We cannot get a clear picture of our financial situation without the aid of a simple budget. Our money situation might be better than it appears, or it might be worse, but we will never know until we take a proper look. Whatever our situation, it's within our grasp to improve it.
Though the following account was originally published in 1856, the application of simple home budgeting is as practical today as it was back then. The dialogue may read old-fashioned, but the simple, creative ways to save money it reveals are timeless. Just by putting these little ideas into practice you can make your paycheck go much further and improve your financial well-being.
Let's listen in on the conversation of Charles and Mary Converse as they discover strategies to save money through simple home budgeting and begin to realize their long-held dreams.

Simple Home BudgetingSimple Home Budgeting is Adapted from "Worth and Wealth" by Freeman Hunt, 1856
"I tell you, my dear, it is utterly impossible! Save three hundred dollars a year out of my salary? You don't understand it," said Charles Converse to his young wife.
"Perhaps I do not," replied Mrs. Converse, "but my opinion is very decided."
"Women don't understand these things. You think my salary of eight hundred dollars a year, a fortune."
"No such a thing, Charles."
"But eight hundred dollars, let me tell you, won't buy all the world."
"I had no idea that it would; yet, if you had only the habit of saving what you spend for things that you can get along without, you would be able to build a house in a few years."
"Build a house?"
"Yes, it's all possible through simple home budgeting. You could even build a house, Charles."
"Well, that's a good one."
The young man laughed heartily at the idea -- too fanciful, too absurd to be harboured for a moment.
"Charles, how much do you suppose it cost us to live last year?"
"Why, eight hundred dollars, of course. It took all my salary -- there is none of it left."
The young wife smiled mischievously as she took from her worktable-drawer a small account-book. On the cover of the book, she had carefully penned the words "Simple Home Budgeting."
"You did not know that I kept an account of all these things, did you Charles?"
"No; but how much is it?"
And Charles was a little disturbed by the cool way in which his wife proceeded to argue the question.
"Four hundred and ninety-two dollars," answered Mrs. Converse.
"Oh, but, my dear, you have not gotten half of it down."
"Yes, I have -- everything. It's all here in my little book, Simple Home Budgeting."
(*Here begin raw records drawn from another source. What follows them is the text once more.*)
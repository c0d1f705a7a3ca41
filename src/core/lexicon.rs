//! Exception lexicon — closed sets of irregular stems.
//!
//! Some stems end in a letter that is not part of the stem proper (the
//! "dummy n" of weather verbs like `zoogipon`) and pluralize as if the
//! stem were vowel-final. Membership is literal string comparison: exact
//! match against `stems`, suffix match against `roots`. No phonological
//! inference happens here.

use rustc_hash::FxHashSet;
use serde::{Deserialize, Serialize};
use std::path::Path;
use thiserror::Error;

use crate::schema::category::VerbClass;

#[derive(Debug, Error)]
pub enum LexiconError {
    #[error("IO error: {0}")]
    Io(#[from] std::io::Error),
    #[error("RON deserialization error: {0}")]
    Ron(#[from] ron::error::SpannedError),
}

/// One verb class's irregular stems.
#[derive(Debug, Clone, Default, Serialize, Deserialize, PartialEq, Eq)]
pub struct ExceptionSet {
    /// Whole stems, matched exactly.
    #[serde(default)]
    pub stems: FxHashSet<String>,
    /// Stem-final roots, matched by suffix. The dummy final `n` these
    /// stems carry sits after the root, so the match also runs against
    /// the stem with a final `n` stripped (`dakaagamin` → `dakaagami`
    /// ends with `aagami`).
    #[serde(default)]
    pub roots: Vec<String>,
}

impl ExceptionSet {
    pub fn contains(&self, stem: &str) -> bool {
        if self.stems.contains(stem) {
            return true;
        }
        self.roots.iter().any(|root| {
            stem.ends_with(root.as_str())
                || stem
                    .strip_suffix('n')
                    .is_some_and(|bare| bare.ends_with(root.as_str()))
        })
    }

    pub fn is_empty(&self) -> bool {
        self.stems.is_empty() && self.roots.is_empty()
    }
}

/// The per-class exception sets, frozen after construction.
#[derive(Debug, Clone, Default, Serialize, Deserialize, PartialEq, Eq)]
pub struct ExceptionLexicon {
    #[serde(default)]
    pub vai: ExceptionSet,
    #[serde(default)]
    pub vii: ExceptionSet,
    #[serde(default)]
    pub vti: ExceptionSet,
}

impl ExceptionLexicon {
    /// The lexicon shipped with the crate (see `data/exceptions.ron` for
    /// provenance).
    pub fn builtin() -> Result<Self, LexiconError> {
        Self::parse_ron(include_str!("../../data/exceptions.ron"))
    }

    pub fn parse_ron(input: &str) -> Result<Self, LexiconError> {
        Ok(ron::from_str(input)?)
    }

    pub fn load_from_ron(path: &Path) -> Result<Self, LexiconError> {
        let contents = std::fs::read_to_string(path)?;
        Self::parse_ron(&contents)
    }

    pub fn for_class(&self, class: VerbClass) -> &ExceptionSet {
        match class {
            VerbClass::Vai => &self.vai,
            VerbClass::Vii => &self.vii,
            VerbClass::Vti => &self.vti,
        }
    }
}

#[cfg(test)]
mod tests {
    use super::*;

    #[test]
    fn builtin_covers_dummy_n_verbs() {
        let lexicon = ExceptionLexicon::builtin().unwrap();
        let vii = lexicon.for_class(VerbClass::Vii);
        assert!(vii.contains("zoogipon"));
        assert!(vii.contains("dagwaagin"));
        assert!(vii.contains("onaagoshin"));
    }

    #[test]
    fn root_membership_is_suffix_match() {
        let lexicon = ExceptionLexicon::builtin().unwrap();
        let vii = lexicon.for_class(VerbClass::Vii);
        // dakaagamin carries the -aagami- root plus dummy n.
        assert!(vii.contains("dakaagamin"));
        assert!(vii.contains("onzaagamin"));
        assert!(!vii.contains("wanisin"));
        assert!(!vii.contains("gimiwan"));
    }

    #[test]
    fn other_classes_are_empty() {
        let lexicon = ExceptionLexicon::builtin().unwrap();
        assert!(lexicon.for_class(VerbClass::Vai).is_empty());
        assert!(lexicon.for_class(VerbClass::Vti).is_empty());
    }

    #[test]
    fn rebuild_is_idempotent() {
        let a = ExceptionLexicon::builtin().unwrap();
        let b = ExceptionLexicon::builtin().unwrap();
        assert_eq!(a, b);
    }

    #[test]
    fn parse_ron_round_trip() {
        let input = r#"(
            vii: (
                stems: ["zoogipon"],
                roots: ["aagami"],
            ),
        )"#;
        let lexicon = ExceptionLexicon::parse_ron(input).unwrap();
        assert!(lexicon.vii.contains("zoogipon"));
        assert!(lexicon.vii.contains("minwaagami"));
        assert!(lexicon.vai.is_empty());
    }
}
"My tailor's bill was sixty-five dollars."
"I have it here."
"Hats, boots, and…"
"I have them all."
"The deuce you have."
"When you had any new thing, you know I always asked you what you gave for it."
"I know you did."
"Well, I then carefully entered the amount in my Simple Home Budgeting book. It took only a moment to do. I simply entered our expenses in one column and our income in another."
"Hmm. I will bet five dollars I can name a dozen things that you have not gotten down."
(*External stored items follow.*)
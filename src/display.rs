//! Terminal presentation of conjugated forms.
//!
//! The engine itself never emits escape codes; this layer maps a
//! [`CategoryTag`] to an ANSI style (color for polarity, weight/slant for
//! clause form) and underlines epenthetic letters when a caller wants the
//! stem edit made visible.

use crate::schema::category::CategoryTag;
use crate::schema::request::{ConjugationResult, StemEdit};

const RESET: &str = "\x1b[0m";
const UNDERLINE: &str = "\x1b[4m";

/// The ANSI style for a display category: green affirmative, red negative;
/// plain for independent, italic for dependent, bold for imperative.
pub fn style(tag: CategoryTag) -> &'static str {
    match tag {
        CategoryTag::IndependentAffirmative => "\x1b[0;32m",
        CategoryTag::IndependentNegative => "\x1b[0;31m",
        CategoryTag::DependentAffirmative => "\x1b[3;32m",
        CategoryTag::DependentNegative => "\x1b[3;31m",
        CategoryTag::ImperativeAffirmative => "\x1b[1;32m",
        CategoryTag::ImperativeNegative => "\x1b[1;31m",
    }
}

/// Wraps `text` in the category's style. Empty text stays empty so blank
/// table cells do not accumulate stray escape codes.
pub fn decorate(text: &str, tag: CategoryTag) -> String {
    if text.is_empty() {
        return String::new();
    }
    format!("{}{}{}", style(tag), text, RESET)
}

/// Renders a full result, underlining the final letter of the stem when
/// the rule appended an epenthetic sound or substituted the object-marking
/// consonant.
pub fn render(result: &ConjugationResult) -> String {
    let surface = match result.edit {
        StemEdit::AppendEpentheticVowel | StemEdit::SubstituteObjectMarker => {
            match result.stem.char_indices().next_back() {
                Some((idx, _)) => format!(
                    "{}{}{}{}{}",
                    &result.stem[..idx],
                    UNDERLINE,
                    &result.stem[idx..],
                    RESET,
                    result.suffix
                ),
                None => result.surface(),
            }
        }
        _ => result.surface(),
    };
    decorate(&surface, result.tag)
}

#[cfg(test)]
mod tests {
    use super::*;

    #[test]
    fn decorate_wraps_nonempty_text() {
        let decorated = decorate("gisinaawan", CategoryTag::IndependentAffirmative);
        assert_eq!(decorated, "\x1b[0;32mgisinaawan\x1b[0m");
    }

    #[test]
    fn decorate_leaves_empty_text_alone() {
        assert_eq!(decorate("", CategoryTag::ImperativeNegative), "");
    }

    #[test]
    fn styles_differ_per_category() {
        let tags = [
            CategoryTag::IndependentAffirmative,
            CategoryTag::IndependentNegative,
            CategoryTag::DependentAffirmative,
            CategoryTag::DependentNegative,
            CategoryTag::ImperativeAffirmative,
            CategoryTag::ImperativeNegative,
        ];
        let mut seen = std::collections::HashSet::new();
        for tag in tags {
            seen.insert(style(tag));
        }
        assert_eq!(seen.len(), 6);
    }

    #[test]
    fn render_underlines_epenthetic_letters() {
        let result = ConjugationResult {
            stem: "bangishini".to_string(),
            suffix: "min".to_string(),
            tag: CategoryTag::IndependentAffirmative,
            edit: StemEdit::AppendEpentheticVowel,
        };
        let rendered = render(&result);
        assert!(rendered.contains("bangishin\x1b[4mi\x1b[0mmin"));
        assert!(rendered.starts_with("\x1b[0;32m"));
    }

    #[test]
    fn render_underlines_the_object_marker() {
        let result = ConjugationResult {
            stem: "miijim".to_string(),
            suffix: "yaan".to_string(),
            tag: CategoryTag::DependentAffirmative,
            edit: StemEdit::SubstituteObjectMarker,
        };
        let rendered = render(&result);
        assert!(rendered.contains("miiji\x1b[4mm\x1b[0myaan"));
        assert!(rendered.starts_with("\x1b[3;32m"));
    }

    #[test]
    fn render_leaves_subject_agreement_substitutions_plain() {
        let result = ConjugationResult {
            stem: "jiikendan".to_string(),
            suffix: "ziin".to_string(),
            tag: CategoryTag::IndependentNegative,
            edit: StemEdit::SubstituteFinalConsonant,
        };
        assert_eq!(render(&result), "\x1b[0;31mjiikendanziin\x1b[0m");
    }

    #[test]
    fn render_plain_for_unedited_stems() {
        let result = ConjugationResult {
            stem: "nibaa".to_string(),
            suffix: "wag".to_string(),
            tag: CategoryTag::IndependentAffirmative,
            edit: StemEdit::None,
        };
        assert_eq!(render(&result), "\x1b[0;32mnibaawag\x1b[0m");
    }
}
"Done!" said the young wife with a laugh, as she took from her drawer a five-dollar bill, and placed it on the table.
Charles Converse covered the money.
"Capital idea for you to bet against me with my money!" said he good-humouredly.
"If I lose, I will do without that new silk dress I am to have."
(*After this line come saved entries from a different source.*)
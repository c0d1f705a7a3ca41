//! The rule machinery shared by the three verb-class engines.
//!
//! A rule chain is a fixed-order slice of (predicate, resolver) pairs; the
//! first rule whose predicate accepts the input wins, and a chain with no
//! matching rule is reported to the caller rather than papered over with a
//! default.

use crate::core::lexicon::ExceptionSet;
use crate::core::suffix_table::SuffixSet;
use crate::schema::category::{ObjectNumber, Pronoun};
use crate::schema::request::StemMutation;

/// What a rule predicate sees: the raw stem plus the request fields that
/// influence stem shape.
pub(crate) struct RuleInput<'a> {
    pub stem: &'a str,
    pub pronoun: Pronoun,
    pub object: Option<ObjectNumber>,
    pub exceptions: &'a ExceptionSet,
}

/// What a matching rule produces: the edited stem, the suffix partition to
/// look into, and whether the table key carries the object number.
pub(crate) struct RuleOutcome {
    pub mutation: StemMutation,
    pub set: SuffixSet,
    /// `Some` only where the partition is keyed by object number (the VTI
    /// independent cells).
    pub object_key: Option<ObjectNumber>,
}

/// One ordered rule. `name` only appears in diagnostics.
pub(crate) struct SuffixRule {
    pub name: &'static str,
    pub applies: fn(&RuleInput) -> bool,
    pub resolve: fn(&RuleInput) -> RuleOutcome,
}

/// Runs `chain` over `input`, returning the first match.
pub(crate) fn first_match<'c>(
    chain: &'c [SuffixRule],
    input: &RuleInput,
) -> Option<(&'c SuffixRule, RuleOutcome)> {
    chain
        .iter()
        .find(|rule| (rule.applies)(input))
        .map(|rule| (rule, (rule.resolve)(input)))
}

#[cfg(test)]
mod tests {
    use super::*;
    use crate::core::lexicon::ExceptionSet;
    use crate::schema::request::StemEdit;

    fn input<'a>(stem: &'a str, exceptions: &'a ExceptionSet) -> RuleInput<'a> {
        RuleInput {
            stem,
            pronoun: Pronoun::FirstSingular,
            object: None,
            exceptions,
        }
    }

    #[test]
    fn first_matching_rule_wins() {
        static CHAIN: &[SuffixRule] = &[
            SuffixRule {
                name: "never",
                applies: |_| false,
                resolve: |input| RuleOutcome {
                    mutation: StemMutation::unchanged(input.stem),
                    set: SuffixSet::Vowel,
                    object_key: None,
                },
            },
            SuffixRule {
                name: "always",
                applies: |_| true,
                resolve: |input| RuleOutcome {
                    mutation: StemMutation::drop_final(input.stem, StemEdit::DropFinalVowel),
                    set: SuffixSet::NAm,
                    object_key: None,
                },
            },
        ];
        let exceptions = ExceptionSet::default();
        let input = input("nibaa", &exceptions);
        let (rule, outcome) = first_match(CHAIN, &input).unwrap();
        assert_eq!(rule.name, "always");
        assert_eq!(outcome.mutation.stem, "niba");
        assert_eq!(outcome.set, SuffixSet::NAm);
    }

    #[test]
    fn empty_chain_matches_nothing() {
        let exceptions = ExceptionSet::default();
        let input = input("nibaa", &exceptions);
        assert!(first_match(&[], &input).is_none());
    }
}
"Nay, my dear, I don't want you to do that."
"But, go on," said she with a gleam in her eye.
"Pew rent, six dollars," said the husband promptly.
"Here it is," answered she, pointing to the entry in her Simple Home Budgeting book. "Try again."
"Season ticket on the railroad -- twenty."
"I have it."
"Sawing the wood."
"Entered."
Charles reflected a moment; the case began to look desperate.
"New linings for the cooking-stove."
"Here, in the book -- two dollars."
"Cleaning the clock."
"One dollar -- here it is."
Mr. Converse began to look hopeless.
"Our taxes."
"Well, I have not got that."
But that was the only thing he could mention of these necessary expenses that was not found to be entered on his wife's Simple Home Budgeting book. Still, Mr. Converse was not satisfied.
"Your figures cannot be correct, Mary," said he.
"Why not?" Mary waited for her husband to reply.
"My salary is all used up; you can account for only four hundred and ninety-two dollars of it."
"Then you must explain the balance," said she.
"I -- me! Why, Mary, I have not been extravagant. It is true, I buy a great many little things during the year, but they are hardly worth the mention."
"Ah! There's the mischief," exclaimed Mary. "That is where the money goes; you may depend upon it."
"Nonsense! You women just don't understand these things," he said playfully.
"Of course, we don't!"
"Well, your figures show that you don't. Where has the three hundred dollars gone to, then?"
"I don't know, Charley. I haven't the least idea. I am sure that I have marked down all the items that came within my knowledge. I am positive that you have brought home no article of any description that has not been entered upon the Simple Home Budgeting account book -- I mean the articles of food and clothing, and things for the house."
"But just look at it a moment. You don't mean to say that I have spent three hundred dollars over and above our necessary expenses?" said Charles, a little warmly.
"I don't mean to say anything about it, for I don't know anything about it."
"Now I think of it, there's my life insurance, have you got that marked down in your Simple Home Budgeting?"
"I have not."
"There is forty of the three hundred!"
"But it still leaves two hundred and sixty-eight dollars unaccounted for."
"It would take a great while to collect money enough to build a house, even if the whole of this sum were saved."
"Not a great while, Charles. You know my father has promised to give you the land when you have the means to build a house upon it."
"It will be a long while," laughed the husband.
"Five or six years, perhaps, if you are prudent. Hasn't the president of your bank promised you a thousand dollars a year?"
"Yes."
"Then you can certainly save four hundred dollars a year."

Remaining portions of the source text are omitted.